__WORK TO BE COMPLETED__
Nothing but the lines from the start of the records through the line that contains "every stored project)." is to be copied, and each is to be copied exactly.

········

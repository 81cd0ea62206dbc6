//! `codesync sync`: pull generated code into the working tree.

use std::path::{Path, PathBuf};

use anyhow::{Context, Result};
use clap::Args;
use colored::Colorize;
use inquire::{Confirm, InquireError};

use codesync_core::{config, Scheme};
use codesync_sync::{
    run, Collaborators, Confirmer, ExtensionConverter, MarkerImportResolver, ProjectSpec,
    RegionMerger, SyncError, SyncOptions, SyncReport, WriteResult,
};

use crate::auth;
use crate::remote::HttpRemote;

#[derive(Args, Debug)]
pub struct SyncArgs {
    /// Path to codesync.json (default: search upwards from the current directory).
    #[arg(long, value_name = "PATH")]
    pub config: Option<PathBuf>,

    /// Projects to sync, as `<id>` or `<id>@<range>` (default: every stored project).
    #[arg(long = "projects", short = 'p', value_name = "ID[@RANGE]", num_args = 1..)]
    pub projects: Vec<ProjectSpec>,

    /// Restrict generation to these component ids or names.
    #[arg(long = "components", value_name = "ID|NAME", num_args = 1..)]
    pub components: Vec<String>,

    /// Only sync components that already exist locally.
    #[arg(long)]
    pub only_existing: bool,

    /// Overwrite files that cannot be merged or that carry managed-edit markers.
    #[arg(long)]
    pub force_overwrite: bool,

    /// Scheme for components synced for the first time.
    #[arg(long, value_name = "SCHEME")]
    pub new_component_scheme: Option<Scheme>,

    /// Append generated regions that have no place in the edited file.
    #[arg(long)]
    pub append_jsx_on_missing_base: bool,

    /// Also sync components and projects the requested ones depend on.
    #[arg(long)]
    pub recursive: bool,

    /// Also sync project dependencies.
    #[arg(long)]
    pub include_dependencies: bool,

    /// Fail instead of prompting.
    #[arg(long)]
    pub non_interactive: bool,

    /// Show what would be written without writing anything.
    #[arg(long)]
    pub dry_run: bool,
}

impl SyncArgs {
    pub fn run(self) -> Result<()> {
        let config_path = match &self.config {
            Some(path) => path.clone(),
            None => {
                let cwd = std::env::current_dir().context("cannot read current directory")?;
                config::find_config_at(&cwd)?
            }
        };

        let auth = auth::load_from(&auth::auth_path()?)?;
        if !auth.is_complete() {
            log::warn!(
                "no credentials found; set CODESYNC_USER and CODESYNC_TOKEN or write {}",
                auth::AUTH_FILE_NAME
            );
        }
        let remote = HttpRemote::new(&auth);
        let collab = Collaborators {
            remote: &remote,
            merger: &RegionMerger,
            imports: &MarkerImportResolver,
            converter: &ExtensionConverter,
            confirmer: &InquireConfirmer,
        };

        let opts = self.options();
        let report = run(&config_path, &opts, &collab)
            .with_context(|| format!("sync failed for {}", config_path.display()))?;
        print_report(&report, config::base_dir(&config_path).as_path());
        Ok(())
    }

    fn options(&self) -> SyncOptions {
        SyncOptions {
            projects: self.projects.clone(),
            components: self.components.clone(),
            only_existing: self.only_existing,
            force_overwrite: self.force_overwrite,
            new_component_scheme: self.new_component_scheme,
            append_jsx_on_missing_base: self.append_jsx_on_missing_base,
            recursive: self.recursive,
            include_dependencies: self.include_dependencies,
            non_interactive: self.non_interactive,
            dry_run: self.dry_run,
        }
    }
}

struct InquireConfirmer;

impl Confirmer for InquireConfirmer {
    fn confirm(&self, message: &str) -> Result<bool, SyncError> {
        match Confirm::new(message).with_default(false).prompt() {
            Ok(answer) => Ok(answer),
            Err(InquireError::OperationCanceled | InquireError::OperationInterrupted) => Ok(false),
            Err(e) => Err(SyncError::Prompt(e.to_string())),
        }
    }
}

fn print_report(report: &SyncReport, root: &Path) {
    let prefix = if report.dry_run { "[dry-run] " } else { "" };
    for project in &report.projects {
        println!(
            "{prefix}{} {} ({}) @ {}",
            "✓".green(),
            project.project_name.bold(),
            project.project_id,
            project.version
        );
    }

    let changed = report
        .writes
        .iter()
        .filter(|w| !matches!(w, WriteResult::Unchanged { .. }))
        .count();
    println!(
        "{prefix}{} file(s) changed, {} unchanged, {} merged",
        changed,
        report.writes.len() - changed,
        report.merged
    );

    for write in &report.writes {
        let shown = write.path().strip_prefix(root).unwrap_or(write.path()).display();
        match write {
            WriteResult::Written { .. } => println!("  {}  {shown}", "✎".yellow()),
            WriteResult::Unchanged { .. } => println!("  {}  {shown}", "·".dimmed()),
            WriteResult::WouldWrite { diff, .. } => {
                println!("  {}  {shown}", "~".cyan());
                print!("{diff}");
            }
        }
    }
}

········

__ANSWER FOR THE TASK__
repository 81cd0ea62206dbc6
//! `codesync sync`: pull generated code into the working tree.

use std::path::{Path, PathBuf};

use anyhow::{Context, Result};
use clap::Args;
use colored::Colorize;
use inquire::{Confirm, InquireError};

use codesync_core::{config, Scheme};
use codesync_sync::{
    run, Collaborators, Confirmer, ExtensionConverter, MarkerImportResolver, ProjectSpec,
    RegionMerger, SyncError, SyncOptions, SyncReport, WriteResult,
};

use crate::auth;
use crate::remote::HttpRemote;

#[derive(Args, Debug)]
pub struct SyncArgs {
    /// Path to codesync.json (default: search upwards from the current directory).
    #[arg(long, value_name = "PATH")]
    pub config: Option<PathBuf>,

    /// Projects to sync, as `<id>` or `<id>@<range>` (default: every stored project).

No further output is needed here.